YieldShares, a new ETF provider that has Christian Magoon at its helm, on Friday is rolling out its first ETF, an income-focused fund-of-funds strategy that’s similar to the PowerShares CEF Income Composite Portfolio (PCEF).
The YieldShares High Income ETF (YYY) will invest in about 30 closed-end funds (CEFs) with a heavy focus on equities CEFs. The fund will have an annual expense ratio of 1.65 percent, or $165 per $10,000 invested.
YYY is coming to market under Exchange Traded Concepts’ “ETF-In-A-Box” platform, and it amounts to the retrofitting of the Sustainable North American Oil Sands ETF (SNDS). SNDS, which costs 0.50 percent a year, will be discontinued as part of YYY’s launch, as the strategy failed to gather assets in the 10 months since its launch.
Going into YYY’s launch, SNDS has $1.2 million in assets, and investors holding those shares will get a one-for-one share swap Friday. The switch is designed to be a nontaxable event for investors who own SNDS, ETC’s Garrett Stevens told IndexUniverse.
It’s not unusual to have an ETF provider retrofit a strategy that’s no longer economically viable in this manner, because it’s often more economical to transition the fund into a brand-new strategy than liquidate a fund and start from scratch.

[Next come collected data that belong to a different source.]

// SPDX-License-Identifier: MIT OR Apache-2.0

#![forbid(unsafe_code)]

// Benchmark-only crate; see benches/.
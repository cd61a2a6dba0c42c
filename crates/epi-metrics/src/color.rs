// SPDX-License-Identifier: MIT OR Apache-2.0

#![forbid(unsafe_code)]

use std::fmt;

pub const CASE_DATA_COLOR: Rgb = Rgb::new(203, 25, 29);
pub const DEATH_DATA_COLOR: Rgb = Rgb::new(47, 42, 45);
pub const HOSPITALIZED_DATA_COLOR: Rgb = Rgb::new(240, 135, 0);
pub const TEST_DATA_COLOR: Rgb = Rgb::new(38, 120, 144);
pub const PERCENT_POSITIVE_DATA_COLOR: Rgb = Rgb::new(137, 42, 98);
pub const PERCENT_POSITIVE_BENCHMARK_COLOR: Rgb = Rgb::new(201, 79, 150);
pub const MOBILITY_DATA_COLOR: Rgb = Rgb::new(131, 182, 146);
pub const MOBILITY_DARK_COLOR: Rgb = Rgb::new(49, 84, 71);

/// Opaque base color of a metric family.
#[cfg_attr(feature = "serde", derive(serde::Serialize, serde::Deserialize))]
#[derive(Clone, Copy, Debug, PartialEq, Eq, Hash)]
pub struct Rgb {
    pub r: u8,
    pub g: u8,
    pub b: u8,
}

impl Rgb {
    pub const fn new(r: u8, g: u8, b: u8) -> Self {
        Self { r, g, b }
    }

    /// Pairs the color with an alpha, clamped to `[0, 1]`.
    pub fn with_alpha(self, alpha: f64) -> Rgba {
        Rgba {
            rgb: self,
            alpha: alpha.clamp(0.0, 1.0),
        }
    }
}

/// A resolved display color; renders as a CSS `rgba(...)` string.
#[cfg_attr(feature = "serde", derive(serde::Serialize, serde::Deserialize))]
#[derive(Clone, Copy, Debug, PartialEq)]
pub struct Rgba {
    pub rgb: Rgb,
    pub alpha: f64,
}

impl fmt::Display for Rgba {
    fn fmt(&self, f: &mut fmt::Formatter<'_>) -> fmt::Result {
        write!(
            f,
            "rgba({},{},{},{})",
            self.rgb.r, self.rgb.g, self.rgb.b, self.alpha
        )
    }
}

And following SNDS with a yield-producing strategy seems sensible in a market starved for income opportunities.
Like PCEF, the new fund YYY will screen for CEFs that show high discounts to net asset value, high distribution rates and high liquidity. But YYY has a smaller portfolio—about a fifth the size of PCEF’s, which should provide for more focused access to high-income-generating names, Christian Magoon said in a recent interview.

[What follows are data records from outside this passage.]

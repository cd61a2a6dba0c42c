// SPDX-License-Identifier: MIT OR Apache-2.0

#![forbid(unsafe_code)]

use crate::Observation;

/// Names the measured quantities of an [`InfectionRecord`].
#[cfg_attr(feature = "serde", derive(serde::Serialize, serde::Deserialize))]
#[derive(Clone, Copy, Debug, PartialEq, Eq, Hash)]
pub enum InfectionField {
    Cases,
    Deaths,
    Hospitalized,
    TotalTests,
    TestedPositive,
    TestedNegative,
}

/// Infection counts for one region-day. A `None` field reads as "not
/// reported" and evaluates to zero downstream.
#[cfg_attr(feature = "serde", derive(serde::Serialize, serde::Deserialize))]
#[derive(Clone, Copy, Debug, Default, PartialEq)]
pub struct InfectionRecord {
    pub cases: Option<Observation>,
    pub deaths: Option<Observation>,
    pub hospitalized: Option<Observation>,
    pub total_tests: Option<Observation>,
    pub tested_positive: Option<Observation>,
    pub tested_negative: Option<Observation>,
}

impl InfectionRecord {
    /// Record with no reported fields.
    pub fn empty() -> Self {
        Self::default()
    }

    pub fn stat(&self, field: InfectionField) -> Option<&Observation> {
        match field {
            InfectionField::Cases => self.cases.as_ref(),
            InfectionField::Deaths => self.deaths.as_ref(),
            InfectionField::Hospitalized => self.hospitalized.as_ref(),
            InfectionField::TotalTests => self.total_tests.as_ref(),
            InfectionField::TestedPositive => self.tested_positive.as_ref(),
            InfectionField::TestedNegative => self.tested_negative.as_ref(),
        }
    }

    /// Fraction of tests that came back positive, when computable.
    pub fn percent_positive(&self) -> Option<f64> {
        let total = self.total_tests?.value();
        if total == 0.0 {
            return None;
        }
        let positive = self.tested_positive?.value();
        Some(positive / total)
    }
}

/// Google-style mobility categories. Metric families cycle through these
/// in declaration order.
#[cfg_attr(feature = "serde", derive(serde::Serialize, serde::Deserialize))]
#[derive(Clone, Copy, Debug, PartialEq, Eq, Hash)]
pub enum MobilityCategory {
    RetailAndRecreation,
    Workplace,
    Transit,
    Parks,
    Residential,
}

impl MobilityCategory {
    pub const COUNT: usize = 5;

    pub const ALL: [Self; Self::COUNT] = [
        Self::RetailAndRecreation,
        Self::Workplace,
        Self::Transit,
        Self::Parks,
        Self::Residential,
    ];

    /// Category for a cycling index (wraps modulo [`Self::COUNT`]).
    pub fn from_index(index: usize) -> Self {
        Self::ALL[index % Self::COUNT]
    }
}

/// Mobility change fractions for one region-day, one observation per
/// category; `None` reads as "not reported".
#[cfg_attr(feature = "serde", derive(serde::Serialize, serde::Deserialize))]
#[derive(Clone, Copy, Debug, Default, PartialEq)]
pub struct MobilityRecord {
    pub retail_and_recreation: Option<Observation>,
    pub workplace: Option<Observation>,
    pub transit: Option<Observation>,
    pub parks: Option<Observation>,
    pub residential: Option<Observation>,
}

impl MobilityRecord {
    pub fn stat(&self, category: MobilityCategory) -> Option<&Observation> {
        match category {
            MobilityCategory::RetailAndRecreation => self.retail_and_recreation.as_ref(),
            MobilityCategory::Workplace => self.workplace.as_ref(),
            MobilityCategory::Transit => self.transit.as_ref(),
            MobilityCategory::Parks => self.parks.as_ref(),
            MobilityCategory::Residential => self.residential.as_ref(),
        }
    }
}
// SPDX-License-Identifier: MIT OR Apache-2.0

#![forbid(unsafe_code)]

use crate::dates::DayShiftCache;
use crate::{Region, RegionCatalog, RegionId, Snapshot};
use chrono::NaiveDate;
use std::collections::BTreeMap;
use std::sync::Arc;

/// Evaluation context threaded through metric calls.
///
/// Carries the series a snapshot belongs to, for metrics that reach back in
/// time (trend metrics). Snapshots hold no back-pointer to their series;
/// callers that evaluate trend metrics pass the series here instead.
#[derive(Clone, Copy, Debug, Default)]
pub struct EvalContext<'a> {
    pub series: Option<&'a TimeSeries>,
}

impl<'a> EvalContext<'a> {
    /// Context without a series; trend metrics evaluate to zero.
    pub fn detached() -> Self {
        Self { series: None }
    }

    pub fn with_series(series: &'a TimeSeries) -> Self {
        Self {
            series: Some(series),
        }
    }
}

/// Anything that maps a snapshot to a displayable number.
///
/// The seam between the data model and the evaluator layer: ranking and
/// chart assembly take `&dyn SnapshotMetric` without knowing evaluator
/// internals.
pub trait SnapshotMetric {
    fn value_for_snapshot(&self, snapshot: &Snapshot, ctx: &EvalContext<'_>) -> f64;
}

/// Day-indexed, region-indexed collection of snapshots.
#[derive(Clone, Debug, Default)]
pub struct TimeSeries {
    days: BTreeMap<NaiveDate, BTreeMap<RegionId, Snapshot>>,
    catalog: RegionCatalog,
    shift_cache: DayShiftCache,
}

impl TimeSeries {
    pub fn new() -> Self {
        Self::default()
    }

    /// Builds a series from a flat snapshot list, registering every
    /// snapshot's region into the owned catalog.
    pub fn from_snapshots(snapshots: impl IntoIterator<Item = Snapshot>) -> Self {
        let mut series = Self::new();
        for snapshot in snapshots {
            series.insert(snapshot);
        }
        series
    }

    pub fn insert(&mut self, snapshot: Snapshot) {
        self.catalog.register_handle(Arc::clone(&snapshot.region));
        self.days
            .entry(snapshot.day)
            .or_default()
            .insert(snapshot.region.id.clone(), snapshot);
    }

    pub fn catalog(&self) -> &RegionCatalog {
        &self.catalog
    }

    pub fn catalog_mut(&mut self) -> &mut RegionCatalog {
        &mut self.catalog
    }

    /// All snapshots for one day, keyed by region id.
    pub fn data_for_day(&self, day: NaiveDate) -> Option<&BTreeMap<RegionId, Snapshot>> {
        self.days.get(&day)
    }

    pub fn snapshot_for(&self, day: NaiveDate, region_id: &str) -> Option<&Snapshot> {
        self.days.get(&day)?.get(region_id)
    }

    /// One region's snapshots in day order.
    pub fn data_slice_for_region(&self, region_id: &str) -> Vec<&Snapshot> {
        self.days
            .values()
            .filter_map(|by_region| by_region.get(region_id))
            .collect()
    }

    /// The same region's snapshot `n_days` earlier, when present.
    pub fn snapshot_preceding(&self, snapshot: &Snapshot, n_days: u32) -> Option<&Snapshot> {
        let day = self
            .shift_cache
            .shifted(snapshot.day, -i64::from(n_days))?;
        self.snapshot_for(day, &snapshot.region.id)
    }

    pub fn first_day(&self) -> Option<NaiveDate> {
        self.days.keys().next().copied()
    }

    pub fn last_day(&self) -> Option<NaiveDate> {
        self.days.keys().next_back().copied()
    }

    pub fn days(&self) -> impl Iterator<Item = NaiveDate> + '_ {
        self.days.keys().copied()
    }

    pub fn num_days(&self) -> usize {
        self.days.len()
    }

    pub fn is_empty(&self) -> bool {
        self.days.is_empty()
    }

    /// Sub-series between optional inclusive day bounds. The catalog is
    /// shared; the shift cache starts cold.
    pub fn range(&self, begin: Option<NaiveDate>, end: Option<NaiveDate>) -> TimeSeries {
        let days = self
            .days
            .iter()
            .filter(|(day, _)| begin.is_none_or(|b| **day >= b) && end.is_none_or(|e| **day <= e))
            .map(|(day, by_region)| (*day, by_region.clone()))
            .collect();
        TimeSeries {
            days,
            catalog: self.catalog.clone(),
            shift_cache: DayShiftCache::new(),
        }
    }

    pub fn beginning_at(&self, day: NaiveDate) -> TimeSeries {
        self.range(Some(day), None)
    }

    pub fn ending_at(&self, day: NaiveDate) -> TimeSeries {
        self.range(None, Some(day))
    }

    /// The day at `fraction` of the way through the covered range, rounded
    /// to a whole day.
    pub fn day_for_fraction_elapsed(&self, fraction: f64) -> Option<NaiveDate> {
        let first = self.first_day()?;
        let last = self.last_day()?;
        let span = (last - first).num_days() as f64;
        let offset = (span * fraction).round() as i64;
        first.checked_add_signed(chrono::Duration::days(offset))
    }

    /// Position of `day` within the covered range as a fraction in `[0,1]`
    /// for in-range days. A single-day range reads as `0.0`.
    pub fn fraction_elapsed_for_day(&self, day: NaiveDate) -> Option<f64> {
        let first = self.first_day()?;
        let last = self.last_day()?;
        let span = (last - first).num_days();
        if span == 0 {
            return Some(0.0);
        }
        Some((day - first).num_days() as f64 / span as f64)
    }

    /// Regions ranked by metric value on a day (the last day when `on_day`
    /// is `None`). Highest value first unless `ascending`; ties keep the
    /// day's region-id order. `n == 0` means no cap.
    pub fn top_regions(
        &self,
        n: usize,
        filter: Option<&dyn Fn(&Snapshot) -> bool>,
        metric: &dyn SnapshotMetric,
        ascending: bool,
        on_day: Option<NaiveDate>,
    ) -> Vec<Arc<Region>> {
        let Some(day) = on_day.or_else(|| self.last_day()) else {
            return Vec::new();
        };
        let Some(by_region) = self.data_for_day(day) else {
            return Vec::new();
        };

        let ctx = EvalContext::with_series(self);
        let mut ranked: Vec<(&Snapshot, f64)> = by_region
            .values()
            .filter(|snapshot| filter.is_none_or(|accepts| accepts(snapshot)))
            .map(|snapshot| (snapshot, metric.value_for_snapshot(snapshot, &ctx)))
            .collect();

        ranked.sort_by(|(_, a), (_, b)| {
            if ascending {
                a.total_cmp(b)
            } else {
                b.total_cmp(a)
            }
        });
        if n > 0 {
            ranked.truncate(n);
        }

        ranked
            .into_iter()
            .map(|(snapshot, _)| Arc::clone(&snapshot.region))
            .collect()
    }
}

“There’s an opportunity here being missed in the income ETF space,” Magoon said at the time, arguing that the market of income-producing ETFs is still underserved.
YYY’s higher focus on equities could land YYY among the top-yield-producing ETFs in the market as it captures more of the source of distributions, namely equities, according to Magoon. The fund will comprise about 60 percent equities CEFs and 30 percent bond CEFs—roughly the inverse of the split PCEF offers. PCEF is currently yielding about 7.6 percent.
YYY can invest in a variety of funds that own securities including equities, taxable investment-grade bonds, high-yield debt, municipal securities, preferred stock, convertible bonds, commodities and REITs, among others.
Eligible holdings, picked from the entire universe of U.S.-listed CEFs, must have at least $500 million in market capitalization and meet minimum trading volume requirements.
The funds are then ranked based on various factors such as fund yield; fund share price premium/discount to NAV on the index rebalancing date; and fund average daily value of shares traded over the six-month period prior to the index rebalancing date.
Once ranked, the top 30 underlying funds are included in the index, and are weighted based on what the company calls a “modified linear weighted methodology.”
That essentially means the weighting scheme begins by assigning the top-ranked security the greatest weighting in the portfolio that equates to the multiple of the smallest weighting—in a portfolio of 30 names, the top-weighted holding’s weight will be 30 times that of the smallest.
Still, weightings are “modified” in that each constituent weighting is capped at 4.25 percent of the overall mix regardless of this linear scheme, the filing said.
The index, created in partnership with YieldShares, calculated by Structured Solutions, and provided by the International Securities Exchange, is rebalanced annually.